The fighters of the state organization besieged inside the last enclave in eastern Syria are divided between those who want to fight to the death in defense of the "caliphate" and others who tend to choose to surrender or try to escape an inevitable fate.

Syria's democratic forces are estimated to have hundreds of fighters trapped in half a square kilometer inside the town of Baguoz, along with large numbers of civilians, despite the evacuation of more than nine thousand people in a week, mostly from the families of fighters.

At the screening point for the Baguoz exits, Ahmad al-Joura, 32, one of the few men Syria's democratic forces allowed media correspondents to talk to on Tuesday, questions the ability of the organization's fighters to hold for a long time.

"There are those who want to fight, others do not want to, and some want to flee," Ahmed told AFP.

According to Ahmed, the organization's fighters no longer have "fighting elements" and asks, "There is no more food, so how do you fight? The weapon needs the strength to carry it."

The organization, which took control of large areas in Syria and neighboring Iraq, which was the equivalent of Britain, retained only a number of houses in the al-Bagouz and Jaema where its fighters and civilians live.

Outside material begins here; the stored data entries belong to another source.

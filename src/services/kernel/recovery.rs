//! Recovery: re-hydrate slices, reservations and delegations from the
//! store, restart in-flight configuration actions, and defer protocol
//! operations to the first post-recovery tick.

use crate::domain::errors::LatticeResult;
use crate::domain::models::{
    ConfigAction, Delegation, Id, PendingState, Reservation, ReservationCategory, Slice, SliceKind,
    UnitState,
};

use super::actor::{Actor, StagedConfig};

impl Actor {
    /// Rebuild kernel state from persistent storage. Runs once, before the
    /// first event is processed.
    pub(crate) async fn recover(&mut self) -> LatticeResult<()> {
        tracing::info!(actor = %self.identity.name, "starting recovery");
        self.policy.recovery_starting();

        // Inventory first so claimed delegations are known before the
        // client-side work that depends on them.
        let mut slices = self.stores.get_slices_by_kind(SliceKind::Inventory).await?;
        slices.extend(self.stores.get_slices_by_kind(SliceKind::BrokerClient).await?);
        slices.extend(self.stores.get_slices_by_kind(SliceKind::Client).await?);
        tracing::debug!(actor = %self.identity.name, count = slices.len(), "recovering slices");

        for slice in slices {
            if let Err(error) = self.recover_slice(slice).await {
                tracing::error!(actor = %self.identity.name, %error, "slice recovery failed");
            }
        }

        self.recovered = true;
        self.policy.recovery_ended();
        tracing::info!(actor = %self.identity.name, "recovery complete");
        Ok(())
    }

    async fn recover_slice(&mut self, slice: Slice) -> LatticeResult<()> {
        let slice_id = slice.id;
        if self.slices.contains_key(&slice_id) {
            return Ok(());
        }
        tracing::info!(actor = %self.identity.name, slice = %slice_id, name = %slice.name, "recovering slice");
        self.re_register_slice(slice);

        let reservations = self.stores.get_reservations_by_slice(slice_id).await?;
        for reservation in reservations {
            self.recover_reservation(reservation);
        }

        let delegations = self.stores.get_delegations_by_slice(slice_id).await?;
        for delegation in delegations {
            self.recover_delegation(delegation);
        }
        Ok(())
    }

    fn recover_reservation(&mut self, reservation: Reservation) {
        let rid = reservation.id;
        if reservation.is_terminal() {
            tracing::info!(rid = %rid, state = reservation.state.as_str(), "terminal reservation skipped");
            return;
        }
        tracing::info!(
            rid = %rid,
            state = reservation.state.as_str(),
            pending = reservation.pending.as_str(),
            "recovering reservation"
        );

        self.policy.revisit(&reservation);
        let category = reservation.category;
        let pending = reservation.pending;
        self.re_register_reservation(reservation);

        match category {
            ReservationCategory::Client => self.classify_client_pending(rid, pending),
            ReservationCategory::Authority => self.restart_authority_pending(rid, pending),
            ReservationCategory::Broker => {
                // Broker operations are answered synchronously; a pending
                // state here means the crash hit mid-allocation and the
                // client will retry or time out.
                if pending != PendingState::None {
                    if let Some(r) = self.reservations.get_mut(&rid) {
                        r.notices.add("allocation interrupted by restart");
                        r.transition(r.state, PendingState::None);
                    }
                }
            }
        }
    }

    /// Client-side pending operations are re-issued on the first tick; the
    /// original outbound RPC is abandoned (the counterparty de-duplicates or
    /// re-answers).
    fn classify_client_pending(&mut self, rid: Id, pending: PendingState) {
        match pending {
            PendingState::Ticketing => self.deferred.ticketing.add(rid),
            PendingState::ExtendingTicket => self.deferred.extending_ticket.add(rid),
            PendingState::Redeeming => self.deferred.redeeming.add(rid),
            PendingState::ExtendingLease => self.deferred.extending_lease.add(rid),
            PendingState::ModifyingLease => self.deferred.modifying_lease.add(rid),
            PendingState::Closing => self.deferred.closing.add(rid),
            _ => {}
        }
        // Re-issue paths need the reservation back in its pre-dispatch
        // shape: the gate requires no pending operation, and the persisted
        // state field already holds the stable state to restart from.
        if pending != PendingState::None {
            if let Some(reservation) = self.reservations.get_mut(&rid) {
                let state = reservation.state;
                reservation.transition(state, PendingState::None);
            }
        }
    }

    /// Authority-side configuration actions restart with their recorded
    /// sequence; the handler's idempotence absorbs the replay.
    fn restart_authority_pending(&mut self, rid: Id, pending: PendingState) {
        match pending {
            PendingState::Redeeming => {
                // Crash before units were minted: run assignment again on
                // the first tick.
                self.deferred.redeeming.add(rid);
                if let Some(reservation) = self.reservations.get_mut(&rid) {
                    reservation.transition(reservation.state, PendingState::None);
                }
            }
            PendingState::Priming | PendingState::ModifyingLease | PendingState::Closing => {
                self.restart_configuration_actions(rid);
            }
            _ => {}
        }
    }

    /// Re-issue the in-flight configuration for units that have not reached
    /// their target state, with the same sequence number.
    fn restart_configuration_actions(&mut self, rid: Id) {
        let Some(reservation) = self.reservations.get_mut(&rid) else {
            return;
        };
        let Some(units) = reservation.resources.as_ref().and_then(|r| r.unit_set()) else {
            return;
        };

        let mut staged = Vec::new();
        for unit in units.iter() {
            let action = match unit.state {
                UnitState::Default | UnitState::Priming => Some(ConfigAction::Join),
                UnitState::Modifying => Some(ConfigAction::Modify),
                UnitState::Closing => Some(ConfigAction::Leave),
                _ => None,
            };
            if let Some(action) = action {
                tracing::info!(
                    rid = %rid,
                    unit = %unit.id,
                    action = action.as_str(),
                    sequence = unit.sequence,
                    "restarting configuration action"
                );
                staged.push(StagedConfig {
                    action,
                    unit: unit.clone(),
                });
            }
        }
        self.staged_configs.extend(staged);
    }

    fn recover_delegation(&mut self, delegation: Delegation) {
        let did = delegation.id;
        if delegation.is_terminal() {
            tracing::info!(did = %did, state = delegation.state.as_str(), "terminal delegation skipped");
            return;
        }
        tracing::info!(did = %did, state = delegation.state.as_str(), "recovering delegation");
        self.policy.revisit_delegation(&delegation);
        self.re_register_delegation(delegation);
    }

    /// Issue the operations deferred while `recovered` was false. Runs on
    /// the first tick.
    pub(crate) fn issue_deferred(&mut self) {
        let closing = self.deferred.closing.take();
        if !closing.is_empty() {
            tracing::debug!(actor = %self.identity.name, count = closing.len(), "issuing deferred closes");
            self.close_reservations(&closing);
        }

        for rid in self.deferred.ticketing.take() {
            if let Err(error) = self.start_ticketing(rid) {
                self.note_deferred_failure(rid, "ticket", &error.to_string());
            }
        }
        for rid in self.deferred.extending_ticket.take() {
            let term = self.reservations.get(&rid).and_then(|r| r.requested_term);
            if let Some(term) = term {
                if let Err(error) = self.start_extend_ticket(rid, term) {
                    self.note_deferred_failure(rid, "extend_ticket", &error.to_string());
                }
            }
        }
        for rid in self.deferred.redeeming.take() {
            match self.reservations.get(&rid).map(|r| r.category) {
                Some(ReservationCategory::Client) => {
                    if let Err(error) = self.start_redeem(rid) {
                        self.note_deferred_failure(rid, "redeem", &error.to_string());
                    }
                }
                Some(ReservationCategory::Authority) => self.authority_start_assign(rid),
                _ => {}
            }
        }
        for rid in self.deferred.extending_lease.take() {
            if let Err(error) = self.start_extend_lease(rid) {
                self.note_deferred_failure(rid, "extend_lease", &error.to_string());
            }
        }
        for rid in self.deferred.modifying_lease.take() {
            if let Err(error) = self.start_modify_lease(rid, std::collections::BTreeMap::new()) {
                self.note_deferred_failure(rid, "modify_lease", &error.to_string());
            }
        }
    }

    fn note_deferred_failure(&mut self, rid: Id, operation: &str, error: &str) {
        tracing::error!(rid = %rid, operation, error, "deferred operation failed");
        if let Some(reservation) = self.reservations.get_mut(&rid) {
            reservation.notices.add(format!("deferred {operation} failed: {error}"));
            reservation.mark_dirty();
        }
    }
}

Women are told that a state-run car was traveling in the besieged area and specifically told the families and the wounded that they had the freedom to choose whether to stay or go to Syria's democratic forces.

With so many "widgets," one woman explains, "Only those who have money are able to buy, but we do not eat one day or another."

With the support of the Washington-led international coalition, some 50,000 people, mostly women and children, have fled the enclave since December, according to human rights sources.